### What this task involves
In the records that follow, find each line with the word "value" and copy it.

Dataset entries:
● ● ●
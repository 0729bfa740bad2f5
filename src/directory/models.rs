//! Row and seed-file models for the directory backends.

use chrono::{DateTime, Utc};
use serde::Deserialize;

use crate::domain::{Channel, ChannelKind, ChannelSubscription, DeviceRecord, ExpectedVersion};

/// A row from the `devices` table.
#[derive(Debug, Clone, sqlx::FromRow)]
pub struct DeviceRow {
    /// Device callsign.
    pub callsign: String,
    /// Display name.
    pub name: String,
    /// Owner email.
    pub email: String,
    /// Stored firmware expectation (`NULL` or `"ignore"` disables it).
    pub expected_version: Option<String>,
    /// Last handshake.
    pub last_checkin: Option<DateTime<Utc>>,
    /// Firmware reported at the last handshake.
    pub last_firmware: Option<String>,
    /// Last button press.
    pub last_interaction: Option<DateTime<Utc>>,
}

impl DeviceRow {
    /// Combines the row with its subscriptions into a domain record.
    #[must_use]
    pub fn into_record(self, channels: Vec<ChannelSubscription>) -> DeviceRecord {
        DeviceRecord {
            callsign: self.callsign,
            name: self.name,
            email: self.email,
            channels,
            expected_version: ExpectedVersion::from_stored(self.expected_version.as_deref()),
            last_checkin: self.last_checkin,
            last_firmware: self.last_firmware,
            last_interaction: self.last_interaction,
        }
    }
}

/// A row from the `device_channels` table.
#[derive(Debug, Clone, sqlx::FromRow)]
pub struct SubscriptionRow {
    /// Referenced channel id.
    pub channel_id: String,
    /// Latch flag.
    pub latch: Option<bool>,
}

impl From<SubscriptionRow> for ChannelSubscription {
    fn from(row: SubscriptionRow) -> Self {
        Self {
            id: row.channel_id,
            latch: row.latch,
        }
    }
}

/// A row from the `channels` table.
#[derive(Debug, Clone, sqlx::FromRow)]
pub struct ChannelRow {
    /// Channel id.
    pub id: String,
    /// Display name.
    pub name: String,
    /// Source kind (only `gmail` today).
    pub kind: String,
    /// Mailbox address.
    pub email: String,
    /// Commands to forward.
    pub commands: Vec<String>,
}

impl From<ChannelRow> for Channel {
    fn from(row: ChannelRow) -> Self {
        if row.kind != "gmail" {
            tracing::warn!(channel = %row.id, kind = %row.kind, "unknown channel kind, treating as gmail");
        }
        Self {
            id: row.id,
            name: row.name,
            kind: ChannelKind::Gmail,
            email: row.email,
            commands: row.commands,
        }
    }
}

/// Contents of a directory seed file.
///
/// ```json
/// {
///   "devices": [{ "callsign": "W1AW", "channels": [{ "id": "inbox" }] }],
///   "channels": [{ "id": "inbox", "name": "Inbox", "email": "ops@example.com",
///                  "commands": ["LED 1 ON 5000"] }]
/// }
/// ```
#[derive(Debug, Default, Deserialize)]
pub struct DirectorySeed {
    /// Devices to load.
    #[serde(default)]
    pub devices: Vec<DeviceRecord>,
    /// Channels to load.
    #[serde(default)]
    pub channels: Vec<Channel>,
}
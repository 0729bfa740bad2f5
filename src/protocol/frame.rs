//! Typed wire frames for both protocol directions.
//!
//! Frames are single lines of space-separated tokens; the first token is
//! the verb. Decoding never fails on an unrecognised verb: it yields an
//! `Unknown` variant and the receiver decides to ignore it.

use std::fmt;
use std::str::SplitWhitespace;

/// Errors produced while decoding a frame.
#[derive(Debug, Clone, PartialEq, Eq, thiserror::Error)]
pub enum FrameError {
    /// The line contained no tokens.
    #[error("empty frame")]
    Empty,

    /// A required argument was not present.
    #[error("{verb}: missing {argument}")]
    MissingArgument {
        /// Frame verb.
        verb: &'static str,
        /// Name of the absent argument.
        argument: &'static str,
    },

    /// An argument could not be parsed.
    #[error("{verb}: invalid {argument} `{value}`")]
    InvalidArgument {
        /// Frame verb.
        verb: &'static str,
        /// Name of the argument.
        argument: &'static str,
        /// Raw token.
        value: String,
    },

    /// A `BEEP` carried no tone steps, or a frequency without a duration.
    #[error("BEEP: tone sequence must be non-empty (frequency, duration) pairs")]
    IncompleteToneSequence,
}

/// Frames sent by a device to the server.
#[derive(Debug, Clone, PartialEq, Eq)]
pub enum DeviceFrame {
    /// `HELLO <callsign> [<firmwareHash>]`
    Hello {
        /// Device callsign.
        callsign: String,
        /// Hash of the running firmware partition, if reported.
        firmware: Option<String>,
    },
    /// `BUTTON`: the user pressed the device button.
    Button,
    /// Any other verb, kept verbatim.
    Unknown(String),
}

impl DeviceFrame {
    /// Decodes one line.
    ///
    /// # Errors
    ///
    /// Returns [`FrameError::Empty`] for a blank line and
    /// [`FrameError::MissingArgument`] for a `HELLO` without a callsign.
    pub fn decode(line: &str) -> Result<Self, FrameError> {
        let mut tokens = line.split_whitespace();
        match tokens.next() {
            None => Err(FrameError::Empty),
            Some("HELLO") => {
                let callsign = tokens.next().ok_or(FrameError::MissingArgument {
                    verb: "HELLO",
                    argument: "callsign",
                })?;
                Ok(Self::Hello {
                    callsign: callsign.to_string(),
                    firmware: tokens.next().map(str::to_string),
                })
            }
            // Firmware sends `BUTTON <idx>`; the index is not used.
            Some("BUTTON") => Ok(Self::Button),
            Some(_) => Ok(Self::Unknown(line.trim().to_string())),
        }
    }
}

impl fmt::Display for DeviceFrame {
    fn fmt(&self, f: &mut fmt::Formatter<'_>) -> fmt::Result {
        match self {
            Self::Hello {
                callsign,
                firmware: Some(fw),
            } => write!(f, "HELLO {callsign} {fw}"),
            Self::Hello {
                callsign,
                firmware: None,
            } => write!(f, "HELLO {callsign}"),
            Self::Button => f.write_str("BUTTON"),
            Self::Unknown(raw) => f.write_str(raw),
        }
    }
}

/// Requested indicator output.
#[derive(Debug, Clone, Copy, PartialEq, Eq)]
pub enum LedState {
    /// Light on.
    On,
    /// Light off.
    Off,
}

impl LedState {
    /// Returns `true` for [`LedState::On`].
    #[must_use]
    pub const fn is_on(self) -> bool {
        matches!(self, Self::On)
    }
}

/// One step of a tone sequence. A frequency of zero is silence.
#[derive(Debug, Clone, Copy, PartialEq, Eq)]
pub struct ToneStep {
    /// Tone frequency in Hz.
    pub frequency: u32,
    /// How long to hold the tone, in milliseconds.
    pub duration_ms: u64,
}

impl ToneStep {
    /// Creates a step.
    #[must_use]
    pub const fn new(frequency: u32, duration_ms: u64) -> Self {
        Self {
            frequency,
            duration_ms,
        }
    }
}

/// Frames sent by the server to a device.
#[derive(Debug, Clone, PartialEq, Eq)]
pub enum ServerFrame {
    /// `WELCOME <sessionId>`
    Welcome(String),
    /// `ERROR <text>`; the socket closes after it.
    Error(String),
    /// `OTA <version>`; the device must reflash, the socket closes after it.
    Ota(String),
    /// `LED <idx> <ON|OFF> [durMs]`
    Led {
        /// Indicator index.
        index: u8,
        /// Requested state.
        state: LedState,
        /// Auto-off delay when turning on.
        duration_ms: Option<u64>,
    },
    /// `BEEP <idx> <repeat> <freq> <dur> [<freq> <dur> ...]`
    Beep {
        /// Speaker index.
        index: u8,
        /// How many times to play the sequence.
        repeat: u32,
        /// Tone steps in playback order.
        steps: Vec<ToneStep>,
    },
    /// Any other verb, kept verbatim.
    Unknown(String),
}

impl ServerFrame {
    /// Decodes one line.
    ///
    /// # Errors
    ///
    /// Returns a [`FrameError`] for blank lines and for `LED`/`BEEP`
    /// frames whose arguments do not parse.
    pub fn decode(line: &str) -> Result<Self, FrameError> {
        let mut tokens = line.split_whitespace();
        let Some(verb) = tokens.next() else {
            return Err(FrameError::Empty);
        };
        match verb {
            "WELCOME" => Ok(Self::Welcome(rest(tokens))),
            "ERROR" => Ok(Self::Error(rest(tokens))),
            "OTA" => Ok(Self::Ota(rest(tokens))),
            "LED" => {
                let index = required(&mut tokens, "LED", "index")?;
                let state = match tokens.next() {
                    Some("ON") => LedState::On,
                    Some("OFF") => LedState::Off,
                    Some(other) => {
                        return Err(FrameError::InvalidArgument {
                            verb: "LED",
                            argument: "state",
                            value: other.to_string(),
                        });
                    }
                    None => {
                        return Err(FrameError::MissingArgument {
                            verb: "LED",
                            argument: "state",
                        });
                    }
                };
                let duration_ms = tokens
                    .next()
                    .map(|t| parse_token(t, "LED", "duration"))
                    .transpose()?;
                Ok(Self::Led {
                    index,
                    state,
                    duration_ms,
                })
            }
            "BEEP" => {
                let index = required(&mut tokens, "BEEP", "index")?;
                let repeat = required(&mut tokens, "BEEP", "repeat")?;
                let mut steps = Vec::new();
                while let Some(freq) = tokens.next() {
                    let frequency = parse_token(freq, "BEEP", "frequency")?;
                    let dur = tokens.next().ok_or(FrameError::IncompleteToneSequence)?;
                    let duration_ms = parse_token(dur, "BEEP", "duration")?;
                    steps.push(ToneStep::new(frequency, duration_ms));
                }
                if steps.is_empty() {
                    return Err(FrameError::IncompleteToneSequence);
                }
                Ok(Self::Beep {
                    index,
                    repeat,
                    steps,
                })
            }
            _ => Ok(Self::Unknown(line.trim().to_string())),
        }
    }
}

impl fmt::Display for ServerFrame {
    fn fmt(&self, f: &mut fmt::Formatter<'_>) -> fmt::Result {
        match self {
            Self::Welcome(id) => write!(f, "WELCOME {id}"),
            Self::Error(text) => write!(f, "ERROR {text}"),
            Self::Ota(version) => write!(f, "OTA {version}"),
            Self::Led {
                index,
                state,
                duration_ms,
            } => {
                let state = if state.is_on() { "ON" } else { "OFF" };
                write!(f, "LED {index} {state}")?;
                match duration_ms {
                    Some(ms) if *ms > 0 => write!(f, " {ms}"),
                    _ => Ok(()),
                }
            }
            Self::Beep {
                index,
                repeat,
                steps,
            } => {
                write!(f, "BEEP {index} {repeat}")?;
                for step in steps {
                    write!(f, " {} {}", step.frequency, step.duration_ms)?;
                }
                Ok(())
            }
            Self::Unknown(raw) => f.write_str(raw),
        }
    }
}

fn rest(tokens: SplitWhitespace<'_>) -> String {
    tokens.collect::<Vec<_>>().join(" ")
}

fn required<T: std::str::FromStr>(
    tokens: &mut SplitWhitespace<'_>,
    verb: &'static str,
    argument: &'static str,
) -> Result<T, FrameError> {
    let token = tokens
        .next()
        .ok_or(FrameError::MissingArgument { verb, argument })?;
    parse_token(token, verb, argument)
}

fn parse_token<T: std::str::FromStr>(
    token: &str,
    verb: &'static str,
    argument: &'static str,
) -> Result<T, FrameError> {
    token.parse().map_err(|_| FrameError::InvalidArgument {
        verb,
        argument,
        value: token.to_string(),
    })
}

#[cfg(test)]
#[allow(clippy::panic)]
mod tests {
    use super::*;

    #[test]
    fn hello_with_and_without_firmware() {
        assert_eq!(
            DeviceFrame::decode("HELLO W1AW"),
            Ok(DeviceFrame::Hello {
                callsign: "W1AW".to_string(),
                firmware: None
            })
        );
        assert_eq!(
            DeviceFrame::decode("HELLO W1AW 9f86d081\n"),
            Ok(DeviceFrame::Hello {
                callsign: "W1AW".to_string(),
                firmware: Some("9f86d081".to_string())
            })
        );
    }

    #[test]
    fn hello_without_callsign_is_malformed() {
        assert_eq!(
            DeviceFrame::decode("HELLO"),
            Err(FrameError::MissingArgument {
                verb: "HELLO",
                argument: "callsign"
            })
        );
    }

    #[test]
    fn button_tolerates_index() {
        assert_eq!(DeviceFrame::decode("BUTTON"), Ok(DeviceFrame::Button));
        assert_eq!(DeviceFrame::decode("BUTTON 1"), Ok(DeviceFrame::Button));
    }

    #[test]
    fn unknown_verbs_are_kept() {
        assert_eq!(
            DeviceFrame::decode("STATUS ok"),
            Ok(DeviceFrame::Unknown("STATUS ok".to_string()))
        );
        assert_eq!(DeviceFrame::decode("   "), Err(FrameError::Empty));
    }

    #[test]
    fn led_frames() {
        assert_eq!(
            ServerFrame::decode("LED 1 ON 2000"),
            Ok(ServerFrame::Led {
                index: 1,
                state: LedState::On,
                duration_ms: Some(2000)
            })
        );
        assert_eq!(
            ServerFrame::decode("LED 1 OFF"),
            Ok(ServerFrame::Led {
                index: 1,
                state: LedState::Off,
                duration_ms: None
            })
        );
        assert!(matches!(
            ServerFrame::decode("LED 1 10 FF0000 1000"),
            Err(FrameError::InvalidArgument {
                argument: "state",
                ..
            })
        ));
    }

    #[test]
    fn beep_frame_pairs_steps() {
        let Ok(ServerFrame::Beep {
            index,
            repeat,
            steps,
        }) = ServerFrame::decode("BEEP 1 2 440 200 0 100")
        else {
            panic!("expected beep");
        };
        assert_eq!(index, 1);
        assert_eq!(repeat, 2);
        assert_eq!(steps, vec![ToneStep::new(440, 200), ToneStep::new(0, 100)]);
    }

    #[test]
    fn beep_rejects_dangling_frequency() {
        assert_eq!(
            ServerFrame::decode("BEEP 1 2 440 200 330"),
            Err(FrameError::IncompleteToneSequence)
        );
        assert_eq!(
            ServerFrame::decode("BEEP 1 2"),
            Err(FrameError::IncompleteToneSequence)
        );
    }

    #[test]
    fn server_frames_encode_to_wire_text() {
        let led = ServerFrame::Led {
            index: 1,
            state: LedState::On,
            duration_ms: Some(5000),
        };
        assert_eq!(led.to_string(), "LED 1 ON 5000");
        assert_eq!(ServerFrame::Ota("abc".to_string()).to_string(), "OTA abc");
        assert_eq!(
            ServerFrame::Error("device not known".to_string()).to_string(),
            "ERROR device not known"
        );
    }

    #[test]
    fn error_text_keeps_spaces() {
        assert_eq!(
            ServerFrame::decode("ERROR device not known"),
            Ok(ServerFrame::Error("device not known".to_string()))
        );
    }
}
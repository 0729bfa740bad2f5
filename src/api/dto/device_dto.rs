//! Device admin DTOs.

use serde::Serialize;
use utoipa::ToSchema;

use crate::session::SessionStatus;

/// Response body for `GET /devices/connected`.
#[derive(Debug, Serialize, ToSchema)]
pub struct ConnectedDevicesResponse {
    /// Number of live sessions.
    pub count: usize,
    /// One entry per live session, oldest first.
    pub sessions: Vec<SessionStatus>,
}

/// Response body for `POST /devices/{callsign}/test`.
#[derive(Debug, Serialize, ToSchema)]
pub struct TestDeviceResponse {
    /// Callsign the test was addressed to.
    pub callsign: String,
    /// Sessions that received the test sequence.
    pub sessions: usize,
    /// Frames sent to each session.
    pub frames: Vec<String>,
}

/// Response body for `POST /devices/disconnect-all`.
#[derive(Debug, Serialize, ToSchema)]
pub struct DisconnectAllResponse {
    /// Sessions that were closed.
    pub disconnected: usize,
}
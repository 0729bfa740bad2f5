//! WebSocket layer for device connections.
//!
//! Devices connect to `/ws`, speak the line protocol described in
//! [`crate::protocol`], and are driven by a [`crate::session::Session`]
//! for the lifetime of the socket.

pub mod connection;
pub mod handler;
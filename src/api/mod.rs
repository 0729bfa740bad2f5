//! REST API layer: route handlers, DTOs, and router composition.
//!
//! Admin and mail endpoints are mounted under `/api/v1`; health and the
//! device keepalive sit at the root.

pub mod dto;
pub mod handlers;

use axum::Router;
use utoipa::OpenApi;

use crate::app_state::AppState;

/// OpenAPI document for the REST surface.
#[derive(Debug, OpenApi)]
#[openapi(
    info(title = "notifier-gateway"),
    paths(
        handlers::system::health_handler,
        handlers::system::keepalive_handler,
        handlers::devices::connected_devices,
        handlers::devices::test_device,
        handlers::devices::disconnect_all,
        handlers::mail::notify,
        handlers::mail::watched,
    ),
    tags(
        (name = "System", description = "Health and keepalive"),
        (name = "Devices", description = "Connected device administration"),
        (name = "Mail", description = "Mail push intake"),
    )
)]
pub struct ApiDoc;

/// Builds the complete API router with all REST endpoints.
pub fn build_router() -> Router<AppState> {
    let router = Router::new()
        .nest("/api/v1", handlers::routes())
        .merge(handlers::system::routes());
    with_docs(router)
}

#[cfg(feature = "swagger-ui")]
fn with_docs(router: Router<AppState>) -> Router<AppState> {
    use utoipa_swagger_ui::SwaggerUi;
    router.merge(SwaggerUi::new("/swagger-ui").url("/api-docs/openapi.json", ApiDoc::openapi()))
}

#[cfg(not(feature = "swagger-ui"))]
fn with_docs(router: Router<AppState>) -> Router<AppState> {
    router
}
● ● ●
### Answer for the task
    #[error("{verb}: invalid {argument} `{value}`")]
        value: String,
                            value: other.to_string(),
        value: token.to_string(),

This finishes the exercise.